[Collection entries]

____

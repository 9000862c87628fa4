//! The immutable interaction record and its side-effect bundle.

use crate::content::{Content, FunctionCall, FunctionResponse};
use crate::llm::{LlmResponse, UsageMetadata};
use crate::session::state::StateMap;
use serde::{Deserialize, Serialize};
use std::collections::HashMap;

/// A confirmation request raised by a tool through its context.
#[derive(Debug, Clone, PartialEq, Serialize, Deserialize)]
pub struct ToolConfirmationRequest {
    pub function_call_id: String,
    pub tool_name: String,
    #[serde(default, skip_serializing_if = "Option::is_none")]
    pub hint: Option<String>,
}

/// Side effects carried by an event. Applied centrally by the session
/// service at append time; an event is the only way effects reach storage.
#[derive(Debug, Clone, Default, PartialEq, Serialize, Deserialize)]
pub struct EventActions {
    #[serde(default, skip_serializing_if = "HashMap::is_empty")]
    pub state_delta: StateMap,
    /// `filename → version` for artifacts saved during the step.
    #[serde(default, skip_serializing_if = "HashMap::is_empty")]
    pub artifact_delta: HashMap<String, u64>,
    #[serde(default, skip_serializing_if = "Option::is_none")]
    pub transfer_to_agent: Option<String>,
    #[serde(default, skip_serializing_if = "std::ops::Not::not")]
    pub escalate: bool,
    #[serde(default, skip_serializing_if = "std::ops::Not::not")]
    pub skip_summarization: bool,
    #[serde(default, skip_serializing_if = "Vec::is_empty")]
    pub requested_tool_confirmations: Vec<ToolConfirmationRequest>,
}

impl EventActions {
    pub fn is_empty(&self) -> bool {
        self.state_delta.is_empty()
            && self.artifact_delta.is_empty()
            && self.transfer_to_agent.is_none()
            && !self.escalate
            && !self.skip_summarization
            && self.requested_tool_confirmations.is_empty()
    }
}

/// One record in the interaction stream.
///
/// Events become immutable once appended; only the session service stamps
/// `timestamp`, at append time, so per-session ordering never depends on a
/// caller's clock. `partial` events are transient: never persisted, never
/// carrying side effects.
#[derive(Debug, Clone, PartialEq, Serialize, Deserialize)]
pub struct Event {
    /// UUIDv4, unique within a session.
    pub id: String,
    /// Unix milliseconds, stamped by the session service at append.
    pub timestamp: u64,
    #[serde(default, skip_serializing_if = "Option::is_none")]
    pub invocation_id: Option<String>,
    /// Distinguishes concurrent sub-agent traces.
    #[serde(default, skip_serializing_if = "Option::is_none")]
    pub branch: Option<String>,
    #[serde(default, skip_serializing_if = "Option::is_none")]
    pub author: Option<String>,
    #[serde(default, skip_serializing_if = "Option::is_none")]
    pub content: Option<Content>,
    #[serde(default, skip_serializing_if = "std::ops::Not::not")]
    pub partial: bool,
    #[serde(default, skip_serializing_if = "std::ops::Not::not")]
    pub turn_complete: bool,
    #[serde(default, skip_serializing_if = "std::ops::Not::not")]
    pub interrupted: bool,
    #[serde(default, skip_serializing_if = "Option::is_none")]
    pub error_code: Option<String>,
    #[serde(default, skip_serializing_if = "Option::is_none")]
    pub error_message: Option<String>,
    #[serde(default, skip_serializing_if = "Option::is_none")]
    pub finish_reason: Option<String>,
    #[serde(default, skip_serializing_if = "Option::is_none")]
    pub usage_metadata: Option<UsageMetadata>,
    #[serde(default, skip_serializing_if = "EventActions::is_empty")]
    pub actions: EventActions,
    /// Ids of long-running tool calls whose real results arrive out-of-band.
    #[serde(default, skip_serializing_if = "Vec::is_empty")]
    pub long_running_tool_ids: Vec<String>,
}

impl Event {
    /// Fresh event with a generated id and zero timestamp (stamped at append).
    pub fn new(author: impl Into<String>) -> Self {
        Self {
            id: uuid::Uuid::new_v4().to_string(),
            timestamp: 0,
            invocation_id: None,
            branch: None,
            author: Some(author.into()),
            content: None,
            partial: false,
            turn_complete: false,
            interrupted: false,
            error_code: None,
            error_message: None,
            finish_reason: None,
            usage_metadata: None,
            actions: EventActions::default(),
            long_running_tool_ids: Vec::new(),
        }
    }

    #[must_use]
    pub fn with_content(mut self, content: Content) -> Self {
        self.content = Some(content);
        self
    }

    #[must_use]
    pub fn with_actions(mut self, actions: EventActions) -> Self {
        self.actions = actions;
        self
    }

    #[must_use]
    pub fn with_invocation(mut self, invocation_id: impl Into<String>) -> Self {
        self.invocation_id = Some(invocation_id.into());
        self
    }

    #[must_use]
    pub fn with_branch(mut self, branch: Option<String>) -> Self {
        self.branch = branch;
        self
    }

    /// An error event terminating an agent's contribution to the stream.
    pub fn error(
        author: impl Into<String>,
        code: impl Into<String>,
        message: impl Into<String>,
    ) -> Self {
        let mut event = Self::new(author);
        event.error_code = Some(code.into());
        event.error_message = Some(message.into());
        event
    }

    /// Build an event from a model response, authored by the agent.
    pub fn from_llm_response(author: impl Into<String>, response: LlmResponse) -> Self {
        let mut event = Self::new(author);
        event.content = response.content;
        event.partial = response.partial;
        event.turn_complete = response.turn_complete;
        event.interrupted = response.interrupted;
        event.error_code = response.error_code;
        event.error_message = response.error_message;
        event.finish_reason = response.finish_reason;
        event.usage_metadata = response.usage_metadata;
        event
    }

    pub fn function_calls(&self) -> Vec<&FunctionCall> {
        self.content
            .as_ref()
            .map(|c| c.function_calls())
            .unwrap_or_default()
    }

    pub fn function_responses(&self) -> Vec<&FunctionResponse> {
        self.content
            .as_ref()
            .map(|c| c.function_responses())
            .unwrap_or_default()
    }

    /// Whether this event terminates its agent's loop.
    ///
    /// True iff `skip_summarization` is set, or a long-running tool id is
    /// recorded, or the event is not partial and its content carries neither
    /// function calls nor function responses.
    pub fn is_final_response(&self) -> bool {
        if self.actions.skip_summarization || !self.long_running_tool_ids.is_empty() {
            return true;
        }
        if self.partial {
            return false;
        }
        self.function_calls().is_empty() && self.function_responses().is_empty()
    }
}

____

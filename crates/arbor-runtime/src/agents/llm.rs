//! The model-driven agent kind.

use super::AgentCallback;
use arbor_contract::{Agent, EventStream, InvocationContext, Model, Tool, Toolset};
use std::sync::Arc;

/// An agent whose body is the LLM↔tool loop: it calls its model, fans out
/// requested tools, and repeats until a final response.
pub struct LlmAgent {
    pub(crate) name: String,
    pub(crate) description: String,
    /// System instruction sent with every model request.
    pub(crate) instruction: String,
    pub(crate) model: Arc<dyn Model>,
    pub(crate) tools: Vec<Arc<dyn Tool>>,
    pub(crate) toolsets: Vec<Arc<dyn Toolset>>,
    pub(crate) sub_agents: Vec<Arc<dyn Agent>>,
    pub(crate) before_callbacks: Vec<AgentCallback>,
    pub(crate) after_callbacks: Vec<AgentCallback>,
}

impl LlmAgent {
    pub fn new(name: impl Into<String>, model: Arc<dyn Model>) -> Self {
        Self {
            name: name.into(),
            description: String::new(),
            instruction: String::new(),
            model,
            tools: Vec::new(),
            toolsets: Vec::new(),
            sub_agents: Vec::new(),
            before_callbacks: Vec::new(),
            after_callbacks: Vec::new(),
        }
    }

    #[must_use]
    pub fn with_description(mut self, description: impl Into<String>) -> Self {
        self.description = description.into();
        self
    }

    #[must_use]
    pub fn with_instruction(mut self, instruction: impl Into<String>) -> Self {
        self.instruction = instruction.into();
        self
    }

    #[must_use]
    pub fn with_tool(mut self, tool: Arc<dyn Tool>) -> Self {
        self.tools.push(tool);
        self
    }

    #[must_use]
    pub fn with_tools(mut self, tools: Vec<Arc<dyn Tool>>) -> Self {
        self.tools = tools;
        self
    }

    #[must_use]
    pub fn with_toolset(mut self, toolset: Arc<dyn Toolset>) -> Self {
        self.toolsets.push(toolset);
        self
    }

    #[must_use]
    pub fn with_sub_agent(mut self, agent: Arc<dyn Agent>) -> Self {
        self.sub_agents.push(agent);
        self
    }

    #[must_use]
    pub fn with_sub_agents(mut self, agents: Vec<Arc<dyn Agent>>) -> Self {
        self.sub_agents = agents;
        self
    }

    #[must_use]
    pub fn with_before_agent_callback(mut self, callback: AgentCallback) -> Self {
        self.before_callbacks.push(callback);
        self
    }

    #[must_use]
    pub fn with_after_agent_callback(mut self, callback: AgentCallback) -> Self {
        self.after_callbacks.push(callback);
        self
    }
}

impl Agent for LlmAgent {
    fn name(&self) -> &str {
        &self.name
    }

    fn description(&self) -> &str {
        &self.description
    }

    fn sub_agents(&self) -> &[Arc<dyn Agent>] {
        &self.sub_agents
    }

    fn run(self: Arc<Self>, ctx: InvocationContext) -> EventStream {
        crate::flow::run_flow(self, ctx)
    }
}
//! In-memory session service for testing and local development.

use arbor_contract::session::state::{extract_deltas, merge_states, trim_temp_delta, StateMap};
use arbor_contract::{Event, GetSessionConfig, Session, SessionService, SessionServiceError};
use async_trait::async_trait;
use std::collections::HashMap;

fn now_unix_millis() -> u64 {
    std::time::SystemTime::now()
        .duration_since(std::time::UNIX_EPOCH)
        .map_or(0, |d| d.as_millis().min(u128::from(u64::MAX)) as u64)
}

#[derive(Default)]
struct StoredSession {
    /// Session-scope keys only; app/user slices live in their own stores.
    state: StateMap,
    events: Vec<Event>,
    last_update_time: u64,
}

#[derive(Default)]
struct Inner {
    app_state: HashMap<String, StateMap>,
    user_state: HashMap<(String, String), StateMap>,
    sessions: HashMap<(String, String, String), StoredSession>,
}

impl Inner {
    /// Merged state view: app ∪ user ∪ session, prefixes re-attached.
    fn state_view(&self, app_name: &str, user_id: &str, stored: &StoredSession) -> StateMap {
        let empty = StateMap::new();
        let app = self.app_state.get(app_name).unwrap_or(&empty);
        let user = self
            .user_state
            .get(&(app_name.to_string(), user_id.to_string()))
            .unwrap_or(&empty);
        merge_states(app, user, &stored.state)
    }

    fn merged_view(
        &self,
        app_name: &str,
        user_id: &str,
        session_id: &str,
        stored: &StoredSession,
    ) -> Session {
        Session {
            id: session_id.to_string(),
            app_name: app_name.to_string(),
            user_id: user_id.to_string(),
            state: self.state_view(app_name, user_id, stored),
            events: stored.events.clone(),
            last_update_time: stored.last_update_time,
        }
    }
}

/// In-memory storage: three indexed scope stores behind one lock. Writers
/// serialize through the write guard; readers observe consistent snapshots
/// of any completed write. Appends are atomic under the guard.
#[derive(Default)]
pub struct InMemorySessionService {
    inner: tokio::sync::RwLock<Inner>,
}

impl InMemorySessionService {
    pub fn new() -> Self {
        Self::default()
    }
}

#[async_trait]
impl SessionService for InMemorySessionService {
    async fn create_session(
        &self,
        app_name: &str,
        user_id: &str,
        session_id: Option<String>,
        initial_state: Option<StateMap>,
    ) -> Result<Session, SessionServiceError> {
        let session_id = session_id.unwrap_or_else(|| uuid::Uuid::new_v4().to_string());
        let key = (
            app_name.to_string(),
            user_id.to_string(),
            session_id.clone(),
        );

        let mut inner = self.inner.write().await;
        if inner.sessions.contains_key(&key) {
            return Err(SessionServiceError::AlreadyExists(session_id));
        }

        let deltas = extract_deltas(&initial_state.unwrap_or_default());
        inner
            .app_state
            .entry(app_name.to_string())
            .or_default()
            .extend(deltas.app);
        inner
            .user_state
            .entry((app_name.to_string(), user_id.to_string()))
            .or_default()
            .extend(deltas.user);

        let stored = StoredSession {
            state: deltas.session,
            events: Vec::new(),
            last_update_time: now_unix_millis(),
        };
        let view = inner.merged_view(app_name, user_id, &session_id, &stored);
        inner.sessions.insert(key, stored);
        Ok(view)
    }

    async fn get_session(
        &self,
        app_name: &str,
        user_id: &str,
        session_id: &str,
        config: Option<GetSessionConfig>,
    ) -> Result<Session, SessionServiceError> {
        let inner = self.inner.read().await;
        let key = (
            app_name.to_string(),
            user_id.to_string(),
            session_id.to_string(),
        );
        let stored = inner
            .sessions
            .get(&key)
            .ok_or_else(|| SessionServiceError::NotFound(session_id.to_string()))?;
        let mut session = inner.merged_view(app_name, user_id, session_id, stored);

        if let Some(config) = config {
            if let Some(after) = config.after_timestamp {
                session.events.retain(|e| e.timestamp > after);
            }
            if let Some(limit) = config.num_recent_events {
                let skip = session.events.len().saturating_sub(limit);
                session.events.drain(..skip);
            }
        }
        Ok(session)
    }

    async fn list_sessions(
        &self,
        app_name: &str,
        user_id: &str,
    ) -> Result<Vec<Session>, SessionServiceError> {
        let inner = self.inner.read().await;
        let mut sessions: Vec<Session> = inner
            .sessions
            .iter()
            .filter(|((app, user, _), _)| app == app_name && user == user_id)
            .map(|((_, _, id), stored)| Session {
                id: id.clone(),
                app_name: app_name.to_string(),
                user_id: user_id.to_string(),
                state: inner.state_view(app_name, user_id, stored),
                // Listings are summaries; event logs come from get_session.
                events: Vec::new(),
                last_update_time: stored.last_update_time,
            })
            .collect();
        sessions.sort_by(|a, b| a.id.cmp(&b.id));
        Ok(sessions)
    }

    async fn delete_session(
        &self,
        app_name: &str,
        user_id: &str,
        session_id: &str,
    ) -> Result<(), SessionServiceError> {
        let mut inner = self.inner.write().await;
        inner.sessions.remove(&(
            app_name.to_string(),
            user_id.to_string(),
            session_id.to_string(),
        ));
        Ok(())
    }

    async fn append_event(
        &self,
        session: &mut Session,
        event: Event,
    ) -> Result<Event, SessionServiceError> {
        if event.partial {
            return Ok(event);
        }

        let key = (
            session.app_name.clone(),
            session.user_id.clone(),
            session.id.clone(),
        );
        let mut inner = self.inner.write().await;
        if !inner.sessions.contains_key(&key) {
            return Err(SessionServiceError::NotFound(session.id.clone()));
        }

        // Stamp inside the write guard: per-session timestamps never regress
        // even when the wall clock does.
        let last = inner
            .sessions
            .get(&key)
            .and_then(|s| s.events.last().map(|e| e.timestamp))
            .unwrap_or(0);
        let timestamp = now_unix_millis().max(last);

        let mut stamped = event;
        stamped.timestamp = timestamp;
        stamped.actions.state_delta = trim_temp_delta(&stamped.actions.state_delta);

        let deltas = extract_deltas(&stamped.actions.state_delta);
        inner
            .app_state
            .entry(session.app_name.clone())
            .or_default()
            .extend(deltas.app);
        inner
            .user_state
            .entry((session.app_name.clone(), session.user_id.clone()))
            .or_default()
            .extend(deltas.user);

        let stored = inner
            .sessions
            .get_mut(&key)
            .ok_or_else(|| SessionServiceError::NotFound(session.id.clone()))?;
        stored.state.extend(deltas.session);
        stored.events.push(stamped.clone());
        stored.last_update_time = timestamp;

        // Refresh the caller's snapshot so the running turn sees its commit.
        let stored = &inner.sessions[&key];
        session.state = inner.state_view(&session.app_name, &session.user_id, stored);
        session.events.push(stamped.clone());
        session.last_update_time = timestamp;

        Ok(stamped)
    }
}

____

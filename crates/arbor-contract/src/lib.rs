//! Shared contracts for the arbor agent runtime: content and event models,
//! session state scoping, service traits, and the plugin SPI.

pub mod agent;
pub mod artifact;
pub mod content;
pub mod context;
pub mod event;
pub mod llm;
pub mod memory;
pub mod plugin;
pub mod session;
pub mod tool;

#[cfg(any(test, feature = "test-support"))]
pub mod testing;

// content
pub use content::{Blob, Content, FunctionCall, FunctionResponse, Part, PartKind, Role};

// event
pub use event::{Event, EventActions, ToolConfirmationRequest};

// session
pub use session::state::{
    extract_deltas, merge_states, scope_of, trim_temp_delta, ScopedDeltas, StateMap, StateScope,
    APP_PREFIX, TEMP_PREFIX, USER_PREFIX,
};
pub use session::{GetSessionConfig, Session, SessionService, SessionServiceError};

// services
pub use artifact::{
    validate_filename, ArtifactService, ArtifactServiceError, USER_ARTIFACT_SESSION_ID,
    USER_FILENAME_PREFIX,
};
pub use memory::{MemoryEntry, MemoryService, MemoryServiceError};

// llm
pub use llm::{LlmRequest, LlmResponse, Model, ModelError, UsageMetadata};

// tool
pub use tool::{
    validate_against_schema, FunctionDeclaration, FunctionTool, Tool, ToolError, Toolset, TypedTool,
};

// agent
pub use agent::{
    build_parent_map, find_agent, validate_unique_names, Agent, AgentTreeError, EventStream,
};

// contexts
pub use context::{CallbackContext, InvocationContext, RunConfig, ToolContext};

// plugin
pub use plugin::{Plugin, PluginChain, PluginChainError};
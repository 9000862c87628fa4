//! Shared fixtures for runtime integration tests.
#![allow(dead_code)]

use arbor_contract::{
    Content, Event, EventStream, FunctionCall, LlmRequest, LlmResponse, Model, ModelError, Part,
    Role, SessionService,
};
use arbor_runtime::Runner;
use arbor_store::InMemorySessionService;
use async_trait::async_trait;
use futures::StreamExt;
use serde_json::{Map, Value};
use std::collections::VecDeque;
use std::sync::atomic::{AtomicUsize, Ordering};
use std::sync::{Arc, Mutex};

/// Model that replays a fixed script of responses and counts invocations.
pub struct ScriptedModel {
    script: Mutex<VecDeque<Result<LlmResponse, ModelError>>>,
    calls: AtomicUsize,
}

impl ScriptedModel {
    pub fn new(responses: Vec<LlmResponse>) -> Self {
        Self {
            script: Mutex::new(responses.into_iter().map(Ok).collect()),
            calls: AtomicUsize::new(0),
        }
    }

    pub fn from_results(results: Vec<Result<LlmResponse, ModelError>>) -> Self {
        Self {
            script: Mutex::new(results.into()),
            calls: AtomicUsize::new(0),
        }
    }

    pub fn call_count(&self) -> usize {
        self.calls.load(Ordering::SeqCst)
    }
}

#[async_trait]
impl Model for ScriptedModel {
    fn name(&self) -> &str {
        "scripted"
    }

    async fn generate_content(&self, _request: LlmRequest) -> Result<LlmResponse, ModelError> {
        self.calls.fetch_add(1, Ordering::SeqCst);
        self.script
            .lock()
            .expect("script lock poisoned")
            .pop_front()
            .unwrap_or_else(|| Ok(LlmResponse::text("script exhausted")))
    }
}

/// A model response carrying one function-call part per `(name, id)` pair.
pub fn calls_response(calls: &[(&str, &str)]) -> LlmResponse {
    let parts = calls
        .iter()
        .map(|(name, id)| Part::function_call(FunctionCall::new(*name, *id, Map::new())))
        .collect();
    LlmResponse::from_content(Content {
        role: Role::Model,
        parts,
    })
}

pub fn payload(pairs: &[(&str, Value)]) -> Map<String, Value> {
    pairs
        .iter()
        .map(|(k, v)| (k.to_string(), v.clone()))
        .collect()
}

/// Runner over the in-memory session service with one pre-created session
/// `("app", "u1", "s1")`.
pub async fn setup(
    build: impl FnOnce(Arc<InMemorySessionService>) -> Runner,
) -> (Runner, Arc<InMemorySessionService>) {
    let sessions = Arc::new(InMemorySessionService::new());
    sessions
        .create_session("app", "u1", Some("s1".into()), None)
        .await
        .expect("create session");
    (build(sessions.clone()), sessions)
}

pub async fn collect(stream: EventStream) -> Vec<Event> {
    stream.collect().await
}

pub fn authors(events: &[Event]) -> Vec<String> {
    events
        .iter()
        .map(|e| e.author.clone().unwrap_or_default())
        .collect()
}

____

A single number is the whole answer: how many lines in the data above hold the string "never".

3